Ingredients
Equipment
Method
Sourdough Crust
- Begin by making your dough. Add the flour, sugar, and salt to a food processor. Pulse a few times until everything is combined.
- Next, add 1 cup of active sourdough starter to the food processor.
- Cut the cold butter into ½-inch cubes and add it to the food processor with the flour mixture. Pulse to combine everything. You want the butter to be pea-sized or smaller. Check the mixture to see if it sticks together. It will be like a rough cornmeal.
- If the mixture isn’t sticking together, you’ll need to add very cold water 1 tsp at a time until the dough holds together. Be very sparing with this. You don’t want wet dough.
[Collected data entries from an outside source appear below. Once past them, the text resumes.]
pub mod dto;

use std::env;

use async_trait::async_trait;
use reqwest::Client;

use crate::error::AppError;
use crate::models::CoursePayload;

pub use dto::{PlaybackCredential, ResourceUploadTarget, VideoUploadTarget};

#[derive(Clone, Debug)]
pub struct PlatformConfig {
    pub api_base: String,
    pub player_base: String,
    pub player_id: String,
}

impl PlatformConfig {
    pub fn new_from_env() -> Result<Self, AppError> {
        let api_base = env::var("PLATFORM_API_URL")
            .map_err(|_| AppError::BadRequest("PLATFORM_API_URL is not set".to_string()))?;
        let player_base = env::var("VIDEO_PLAYER_URL")
            .unwrap_or_else(|_| "https://player.vdocipher.com/v2/".to_string());
        let player_id = env::var("VIDEO_PLAYER_ID").unwrap_or_else(|_| "default".to_string());

        Ok(Self {
            api_base,
            player_base,
            player_id,
        })
    }

    pub fn player(&self) -> PlayerSettings {
        PlayerSettings {
            base_url: self.player_base.clone(),
            player_id: self.player_id.clone(),
        }
    }
}

/// Where playback surfaces are hosted and which configured player renders
/// them. Combined with a credential this yields an embeddable source URL.
#[derive(Clone, Debug)]
pub struct PlayerSettings {
    pub base_url: String,
    pub player_id: String,
}

impl PlayerSettings {
    pub fn playback_src(&self, credential: &PlaybackCredential) -> String {
        format!(
            "{}?otp={}&playbackInfo={}&player={}",
            self.base_url, credential.otp, credential.playback_info, self.player_id
        )
    }
}

/// The platform backend: signed-upload issuance, direct object writes,
/// preview playback credentials and course save/publish.
#[async_trait]
pub trait PlatformClient: Send + Sync {
    async fn resource_upload_target(
        &self,
        filename: &str,
        mime: &str,
    ) -> Result<ResourceUploadTarget, AppError>;

    async fn video_upload_target(
        &self,
        filename: &str,
        mime: &str,
    ) -> Result<VideoUploadTarget, AppError>;

    /// Direct write of the raw bytes to a previously issued signed target.
    /// Returns the response body for identifier scraping.
    async fn put_object(
        &self,
        upload_url: &str,
        bytes: Vec<u8>,
        mime: &str,
    ) -> Result<String, AppError>;

    async fn preview_credential(&self, video_id: &str) -> Result<PlaybackCredential, AppError>;

    /// Sends the full serialized draft; returns the backend's message.
    async fn save_course(&self, payload: &CoursePayload) -> Result<String, AppError>;
}

pub struct PlatformHttpClient {
    client: Client,
    config: PlatformConfig,
}

impl PlatformHttpClient {
    pub fn new(config: PlatformConfig) -> Result<Self, AppError> {
        let client = Client::builder()
            .build()
            .map_err(|e| AppError::BadRequest(format!("Failed to build http client: {}", e)))?;
        Ok(Self { client, config })
    }

    async fn post_upload_url<T: serde::de::DeserializeOwned>(
        &self,
        endpoint: &str,
        filename: &str,
        mime: &str,
    ) -> Result<T, AppError> {
        let url = format!("{}{}", self.config.api_base, endpoint);
        let request_body = dto::UploadUrlRequest { filename, mime };

        let response = self
            .client
            .post(&url)
            .json(&request_body)
            .send()
            .await
            .map_err(|e| AppError::Upstream(format!("upload-url request failed: {}", e)))?;

        if !response.status().is_success() {
            let status = response.status();
            let body = response.text().await.unwrap_or_default();
            return Err(AppError::Upstream(format!(
                "upload-url error {}: {}",
                status, body
            )));
        }

        response
            .json::<T>()
            .await
            .map_err(|e| AppError::Upstream(format!("Failed to parse upload-url response: {}", e)))
    }
}

#[async_trait]
impl PlatformClient for PlatformHttpClient {
    async fn resource_upload_target(
        &self,
        filename: &str,
        mime: &str,
    ) -> Result<ResourceUploadTarget, AppError> {
        self.post_upload_url("/admin/resource/upload-url", filename, mime)
            .await
    }

    async fn video_upload_target(
        &self,
        filename: &str,
        mime: &str,
    ) -> Result<VideoUploadTarget, AppError> {
        self.post_upload_url("/admin/video/upload-url", filename, mime)
            .await
    }

    async fn put_object(
        &self,
        upload_url: &str,
        bytes: Vec<u8>,
        mime: &str,
    ) -> Result<String, AppError> {
        let response = self
            .client
            .put(upload_url)
            .header("Content-Type", mime)
            .body(bytes)
            .send()
            .await
            .map_err(|e| AppError::Upstream(format!("direct write failed: {}", e)))?;

        if !response.status().is_success() {
            let status = response.status();
            let body = response.text().await.unwrap_or_default();
            return Err(AppError::Upstream(format!(
                "direct write rejected {}: {}",
                status, body
            )));
        }

        Ok(response.text().await.unwrap_or_default())
    }

    async fn preview_credential(&self, video_id: &str) -> Result<PlaybackCredential, AppError> {
        let url = format!("{}/video/otp", self.config.api_base);
        let request_body = dto::PlaybackRequest {
            video_id,
            preview: true,
        };

        let response = self
            .client
            .post(&url)
            .json(&request_body)
            .send()
            .await
            .map_err(|e| AppError::Upstream(format!("playback credential request failed: {}", e)))?;

        if !response.status().is_success() {
            let status = response.status();
            let body = response.text().await.unwrap_or_default();
            return Err(AppError::Upstream(format!(
                "playback credential error {}: {}",
                status, body
            )));
        }

        response.json::<PlaybackCredential>().await.map_err(|e| {
            AppError::Upstream(format!("Failed to parse playback credential: {}", e))
        })
    }

    async fn save_course(&self, payload: &CoursePayload) -> Result<String, AppError> {
        let url = format!("{}/course/instructor/create", self.config.api_base);

        let response = self
            .client
            .post(&url)
            .json(payload)
            .send()
            .await
            .map_err(|e| AppError::Upstream(format!("course save request failed: {}", e)))?;

        if !response.status().is_success() {
            let status = response.status();
            let body = response.text().await.unwrap_or_default();
            return Err(AppError::Upstream(format!(
                "course save error {}: {}",
                status, body
            )));
        }

        let parsed = response
            .json::<dto::SaveCourseResponse>()
            .await
            .map_err(|e| AppError::Upstream(format!("Failed to parse save response: {}", e)))?;

        if !parsed.success {
            return Err(AppError::Upstream(
                parsed.message.unwrap_or_else(|| "Save failed".to_string()),
            ));
        }

        Ok(parsed.message.unwrap_or_else(|| "Saved".to_string()))
    }
}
- Form the dough into a disk on the countertop. Wrap it with plastic wrap and put it in the fridge for at least 6 hours. Letting it sit overnight is better.
Blackberry Bourbon Filling
- Add the blackberries, water, sugar, and salt to a heavy-bottom saucepan.
- Cook over medium heat until the blackberries burst and release their juices. This should take around 5 minutes.
- Turn the heat down to low and allow the berries to simmer.
- Whisk together the bourbon, lemon juice and cornstarch. Make sure the lemon juice is cool before combining it with the cornstarch. Slowly stir the slurry into the blackberries.
- Add the lemon zest to the blackberries.
- Continue cooking on low heat for around 3 minutes until the sauce thickens. Remove it from the heat and stir in the vanilla extract.
Assemble the Galette
- Once the dough has chilled, preheat your oven to 375°F. On a lightly floured surface, roll out the dough to about 1/8 inch thickness. Roll it out on parchment paper to assist with moving the pie around.
- Using a sharp knife or a pastry cutter, cut the dough into a circle of your desired size. It doesn’t have to be perfect, but it makes for a nicer-looking pie.
- Transfer the blackberry bourbon filling into the center of the pie crust. It should be thick enough not to run much.
- Starting on one side of the galette, gently fold the dough over. Pleat the edges where two folds meet. Continue doing this around the pastry. The fold shouldn’t go all the way to the center of the galette, just enough to form an outer barrier for the filling.
- Move the galette to the center baking sheet on the parchment. Brush the crust with the egg wash and dust it with the brown sugar before baking.
- Bake the galette for 20-25 minutes or until the crust is golden brown. Remove from the oven, and allow it to cool for around before serving.